Brief :: Copy the entire listing exactly.

Given information ::
···

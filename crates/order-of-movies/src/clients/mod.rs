pub mod dataset;

pub use dataset::{DatasetClient, DatasetSource};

···

Response ::
filename crates/order-of-movies/src/clients/mod.rs
pub mod dataset;

pub use dataset::{DatasetClient, DatasetSource};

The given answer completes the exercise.